Determine all \(n\times n\) matrices A such that \( \operatorname{tr}(AXY)=\operatorname{tr}(AYX)\) for all \(n\times n\) matrices \(X\) and \(Y\).
Let \( M=\begin{pmatrix} A & B \\ B^*& C \end{pmatrix}\) be a positive semidefinite Hermian matrix. Prove that \[ \operatorname{rank} M \le \operatorname{rank} A +\operatorname{rank} C.\] (Here, \(A\), \(B\), \(C\) are matrices.)

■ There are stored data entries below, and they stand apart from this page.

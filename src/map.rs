// src/map.rs
//
// Single-marker coordinate map: validated coordinates, an equirectangular
// viewport and projection into any w×h surface.

use crate::config::consts::{MARKER_POPUP, MAX_ZOOM};
use crate::error::{GdpError, Result};

pub const LAT_RANGE: (f64, f64) = (-90.0, 90.0);
pub const LON_RANGE: (f64, f64) = (-180.0, 180.0);

#[derive(Clone, Copy, Debug, PartialEq)]
pub struct Coordinate {
    lat: f64,
    lon: f64,
}

impl Coordinate {
    /// Bounds are inclusive; NaN is rejected.
    pub fn new(lat: f64, lon: f64) -> Result<Self> {
        check("latitude", lat, LAT_RANGE)?;
        check("longitude", lon, LON_RANGE)?;
        Ok(Self { lat, lon })
    }

    pub fn lat(&self) -> f64 { self.lat }
    pub fn lon(&self) -> f64 { self.lon }
}

fn check(axis: &'static str, value: f64, (min, max): (f64, f64)) -> Result<()> {
    if value.is_nan() || value < min || value > max {
        return Err(GdpError::CoordinateOutOfRange { axis, value, min, max });
    }
    Ok(())
}

#[derive(Clone, Debug, PartialEq)]
pub struct Marker {
    pub at: Coordinate,
    pub popup: String,
}

/// Visible lat/lon window.
#[derive(Clone, Copy, Debug, PartialEq)]
pub struct Bounds {
    pub south: f64,
    pub north: f64,
    pub west: f64,
    pub east: f64,
}

impl Bounds {
    pub fn contains(&self, c: Coordinate) -> bool {
        (self.south..=self.north).contains(&c.lat) && (self.west..=self.east).contains(&c.lon)
    }
}

#[derive(Clone, Debug, PartialEq)]
pub struct MapView {
    pub center: Coordinate,
    pub zoom: u8,
    pub markers: Vec<Marker>,
}

impl MapView {
    /// One marker, centered on it.
    pub fn single(lat: f64, lon: f64, zoom: u8) -> Result<Self> {
        let at = Coordinate::new(lat, lon)?;
        Ok(Self {
            center: at,
            zoom: zoom.min(MAX_ZOOM),
            markers: vec![Marker { at, popup: s!(MARKER_POPUP) }],
        })
    }

    /// Each zoom level halves the span. The window slides to stay inside the world.
    pub fn bounds(&self) -> Bounds {
        let scale = f64::from(1u32 << self.zoom.min(MAX_ZOOM));
        let half_lat = (LAT_RANGE.1 - LAT_RANGE.0) / scale / 2.0;
        let half_lon = (LON_RANGE.1 - LON_RANGE.0) / scale / 2.0;

        let lat = self.center.lat.clamp(LAT_RANGE.0 + half_lat, LAT_RANGE.1 - half_lat);
        let lon = self.center.lon.clamp(LON_RANGE.0 + half_lon, LON_RANGE.1 - half_lon);

        Bounds {
            south: lat - half_lat,
            north: lat + half_lat,
            west: lon - half_lon,
            east: lon + half_lon,
        }
    }

    /// Surface position of `c` in a `w`×`h` rect with origin top-left,
    /// or `None` when it falls outside the viewport.
    pub fn project(&self, c: Coordinate, w: f32, h: f32) -> Option<(f32, f32)> {
        let b = self.bounds();
        if !b.contains(c) {
            return None;
        }
        let x = (c.lon - b.west) / (b.east - b.west);
        let y = (b.north - c.lat) / (b.north - b.south);
        Some((x as f32 * w, y as f32 * h))
    }

    /// Graticule spacing in degrees for this zoom.
    pub fn graticule_step(&self) -> f64 {
        match self.zoom {
            0 | 1 => 30.0,
            2 => 15.0,
            3 => 10.0,
            4 => 5.0,
            _ => 2.0,
        }
    }

    /// Graticule lines inside the viewport: (latitudes, longitudes).
    pub fn graticule(&self) -> (Vec<f64>, Vec<f64>) {
        let b = self.bounds();
        let step = self.graticule_step();
        let lines = |lo: f64, hi: f64| {
            let mut v = Vec::new();
            let mut x = (lo / step).ceil() * step;
            while x <= hi {
                v.push(x);
                x += step;
            }
            v
        };
        (lines(b.south, b.north), lines(b.west, b.east))
    }
}

#[cfg(test)]
mod tests {
    use super::*;

    #[test]
    fn san_francisco_renders_on_world_view() {
        let m = MapView::single(37.7749, -122.4194, 0).unwrap();
        let (x, y) = m.project(m.markers[0].at, 360.0, 180.0).unwrap();
        assert!((x - 57.58).abs() < 0.01);
        assert!((y - 52.23).abs() < 0.01);
        assert_eq!(m.markers[0].popup, "Your location");
    }

    #[test]
    fn boundary_coordinates_accepted() {
        let m = MapView::single(90.0, -180.0, 0).unwrap();
        assert_eq!(m.project(m.markers[0].at, 100.0, 50.0), Some((0.0, 0.0)));
        assert!(Coordinate::new(-90.0, 180.0).is_ok());
    }

    #[test]
    fn out_of_range_rejected() {
        assert!(matches!(
            Coordinate::new(90.5, 0.0),
            Err(GdpError::CoordinateOutOfRange { axis: "latitude", .. })
        ));
        assert!(matches!(
            Coordinate::new(0.0, -181.0),
            Err(GdpError::CoordinateOutOfRange { axis: "longitude", .. })
        ));
        assert!(Coordinate::new(f64::NAN, 0.0).is_err());
    }

    #[test]
    fn zoomed_view_stays_in_world() {
        let m = MapView::single(89.0, 179.0, 2).unwrap();
        let b = m.bounds();
        assert_eq!(b.north, 90.0);
        assert_eq!(b.east, 180.0);
        assert_eq!(b.north - b.south, 45.0);
        assert!(m.project(m.markers[0].at, 100.0, 100.0).is_some());
    }

    #[test]
    fn point_outside_zoomed_view_is_hidden() {
        let m = MapView::single(0.0, 0.0, 3).unwrap();
        let far = Coordinate::new(50.0, 100.0).unwrap();
        assert_eq!(m.project(far, 100.0, 100.0), None);
    }

    #[test]
    fn zoom_is_capped() {
        let m = MapView::single(0.0, 0.0, 200).unwrap();
        assert_eq!(m.zoom, MAX_ZOOM);
    }

    #[test]
    fn world_graticule() {
        let m = MapView::single(0.0, 0.0, 0).unwrap();
        let (lats, lons) = m.graticule();
        assert_eq!(lats.len(), 7);
        assert_eq!(lons.len(), 13);
    }
}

Let \(\{a_n\}\) be a sequence of non-negative reals such that \( \lim_{n\to \infty} a_n \sum_{i=1}^n a_i^5=1\). Prove that \[ \lim_{n\to \infty} a_n (6n)^{1/6} = 1.\]
Let \(T\) be a triangle. Prove that if every point of a plane is colored by Red, Blue, or Green, then there is a triangle similar to \(T\) such that all vertices of this triangle have the same color.
Let \( A\) be a set of \(n\ge 2\) odd integers. Prove that there exist two distinct subsets \(X\), \(Y\) of \(A\) such that \[ \sum_{x\in X} x\equiv\sum_{y\in Y}y \pmod{2^n}.\]
Remark (added March 3): n is an integer greater than or equal to 2 and A is a set of n odd integers.
Suppose that \(n\) points are chosen randomly on a sphere. What is the probability that all points are on some hemisphere?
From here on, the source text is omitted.